Data IO 2013 conference – my notes
These are my notes from today’s Data IO conference
Next Generation Search with Lucene and Solr 4
Lucene 4
- near real time indexes (used by Twitter for 500 million new tweets/day)
- can plug in your own scoring model
- flexible index formats
- much improved memory use, regexs are faster, etc
- new autocomplete suggester
Solr (Lucene server – managed by the same team as Lucene)
- if someone chooses the red shirt, do we have large in stock (pivot faceting – anticipating the next question)
- improved geo-spatial (all mexican restaurants within 5 blocks, plus function queries to rank them)
- dstributed/sharded indexing and search
- solr as nosql data store
Uses
- recommendation engine (LinkedIn uses Lucene for people recommendations). Recommend content to people who exhibit certain behaviors
- avoid flight delays – one facet – flights out of airports, pivot to destination airports (Ohare to Newark) – origin, destination, carrier, flight, delay times – look at trends over time.
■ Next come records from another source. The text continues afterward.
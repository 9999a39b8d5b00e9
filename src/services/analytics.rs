//! 匿名使用事件收集
//!
//! Best-effort event buffer persisted under the `analytics` key:
//! - gated by `settings.analyticsEnabled`
//! - bounded to [`MAX_STORED_EVENTS`], oldest dropped first
//! - flushed immediately when online, and periodically
//!
//! Nothing here ever returns an error to the caller; failures are logged.

use std::collections::BTreeMap;
use std::sync::Arc;
use std::sync::atomic::{AtomicBool, Ordering};
use std::time::Duration;

use async_trait::async_trait;
use chrono::Utc;
use serde_json::Value;
use tokio::sync::Mutex;
use tracing::{debug, info, trace, warn};

use crate::models::{AnalyticsEvent, MAX_STORED_EVENTS};
use crate::storage::StoreAdapter;
use crate::system::BackgroundTask;

/// Default period of [`AnalyticsService::start_periodic_sync`]
pub const DEFAULT_SYNC_INTERVAL: Duration = Duration::from_secs(60 * 60);

/// Destination for flushed events
#[async_trait]
pub trait AnalyticsTransport: Send + Sync {
    async fn send(&self, events: &[AnalyticsEvent]) -> anyhow::Result<()>;
}

/// Connectivity probe consulted before flushing
pub trait Connectivity: Send + Sync {
    fn is_online(&self) -> bool;
}

/// Transport that only logs what it would have sent
pub struct LogTransport;

#[async_trait]
impl AnalyticsTransport for LogTransport {
    async fn send(&self, events: &[AnalyticsEvent]) -> anyhow::Result<()> {
        info!("Syncing {} analytics events", events.len());
        for event in events {
            trace!("  - {} @ {}: {}", event.event_name, event.timestamp, event.data);
        }
        Ok(())
    }
}

/// Manually toggled connectivity flag
pub struct NetworkStatus {
    online: AtomicBool,
}

impl NetworkStatus {
    pub fn new(online: bool) -> Self {
        Self {
            online: AtomicBool::new(online),
        }
    }

    pub fn set_online(&self, online: bool) {
        self.online.store(online, Ordering::Relaxed);
    }
}

impl Default for NetworkStatus {
    fn default() -> Self {
        Self::new(true)
    }
}

impl Connectivity for NetworkStatus {
    fn is_online(&self) -> bool {
        self.online.load(Ordering::Relaxed)
    }
}

pub struct AnalyticsService {
    store: StoreAdapter,
    transport: Arc<dyn AnalyticsTransport>,
    network: Arc<dyn Connectivity>,
    /// 串行化缓冲区的读改写（包括 flush 期间的发送）
    buffer_lock: Mutex<()>,
}

impl AnalyticsService {
    pub fn new(
        store: StoreAdapter,
        transport: Arc<dyn AnalyticsTransport>,
        network: Arc<dyn Connectivity>,
    ) -> Self {
        Self {
            store,
            transport,
            network,
            buffer_lock: Mutex::new(()),
        }
    }

    /// Log-only transport, always online
    pub fn with_defaults(store: StoreAdapter) -> Self {
        Self::new(store, Arc::new(LogTransport), Arc::new(NetworkStatus::default()))
    }

    /// Record an event; flushes right away when the network is reachable
    pub async fn track(&self, event_name: &str, data: Value) {
        let settings = self.store.get_settings().await;
        if !settings.analytics_enabled {
            trace!("Analytics disabled, dropping event '{}'", event_name);
            return;
        }

        {
            let _guard = self.buffer_lock.lock().await;

            let mut analytics = match self.store.load_analytics().await {
                Ok(analytics) => analytics,
                Err(e) => {
                    warn!("Analytics: failed to load buffer, dropping '{}': {}", event_name, e);
                    return;
                }
            };

            analytics.push_bounded(
                AnalyticsEvent {
                    event_name: event_name.to_string(),
                    timestamp: Utc::now().timestamp_millis(),
                    data,
                },
                MAX_STORED_EVENTS,
            );

            if let Err(e) = self.store.set_analytics(&analytics).await {
                warn!("Analytics: failed to persist event '{}': {}", event_name, e);
                return;
            }
            debug!("Analytics: tracked '{}'", event_name);
        }

        if self.network.is_online() {
            self.flush().await;
        }
    }

    /// Transmit buffered events and clear the buffer
    ///
    /// A failed transmission leaves the buffer as it was.
    pub async fn flush(&self) {
        let _guard = self.buffer_lock.lock().await;

        let mut analytics = match self.store.load_analytics().await {
            Ok(analytics) => analytics,
            Err(e) => {
                warn!("Analytics: failed to load buffer for sync: {}", e);
                return;
            }
        };

        if analytics.events.is_empty() {
            trace!("Analytics: nothing to sync");
            return;
        }

        let count = analytics.events.len();
        if let Err(e) = self.transport.send(&analytics.events).await {
            warn!("Analytics: sync of {} events failed, keeping buffer: {}", count, e);
            return;
        }

        analytics.events.clear();
        match self.store.set_analytics(&analytics).await {
            Ok(()) => debug!("Analytics: synced {} events", count),
            Err(e) => warn!("Analytics: synced {} events but failed to clear buffer: {}", count, e),
        }
    }

    /// Flush every `interval` while online
    ///
    /// The returned task runs until stopped or the process exits.
    pub fn start_periodic_sync(self: &Arc<Self>, interval: Duration) -> BackgroundTask {
        let service = Arc::clone(self);
        BackgroundTask::spawn("analytics-sync", interval, move || {
            let service = Arc::clone(&service);
            async move {
                if service.network.is_online() {
                    service.flush().await;
                } else {
                    trace!("Analytics: offline, skipping scheduled sync");
                }
            }
        })
    }

    /// Number of buffered events per event name
    pub async fn event_counts(&self) -> BTreeMap<String, usize> {
        self.store
            .get_analytics()
            .await
            .events
            .into_iter()
            .fold(BTreeMap::new(), |mut acc, event| {
                *acc.entry(event.event_name).or_insert(0) += 1;
                acc
            })
    }
}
Solr has a stats package – you can get averages, max, min, etc
- for local search, how to show only shops that are open? (Yelp also uses Lucene).
You added Zookeeper to your stack, now what?
Old way of system management: active and backup servers, frantically switch to backup when active fails
Common challenges with big distributed system
- Outages
- Coordination
- Operational complexity
A common deficiency: sequential consistency (handling everything in the “right” order, when data is coming from multiple places)
- Zookeeper is a distributed, consistent data store – strictly ordered access
- Can keep running as long as only a minority of member nodes are lost (usually want to run 3 or 5 nodes)
- all data stored in memory (50,000 ops/sec)
- optimized for read performance (not write); also not optimized for giant pieces of data
- it’s a coordination service
- A leader node is elected by all the members. Leader manages writes (proposes it to followers, they acknowledge it, then it is assigned and written)
- nodes can have data, and can have child nodes
- has “ephemeral nodes” – created when a client connects, destroyed when client disconnects (these do not ever have child nodes)
- watches: clients can be kept informed about data state changes (just lets you know it has changed, but not what it’s changed to – you need to request it again if you want to know the current value)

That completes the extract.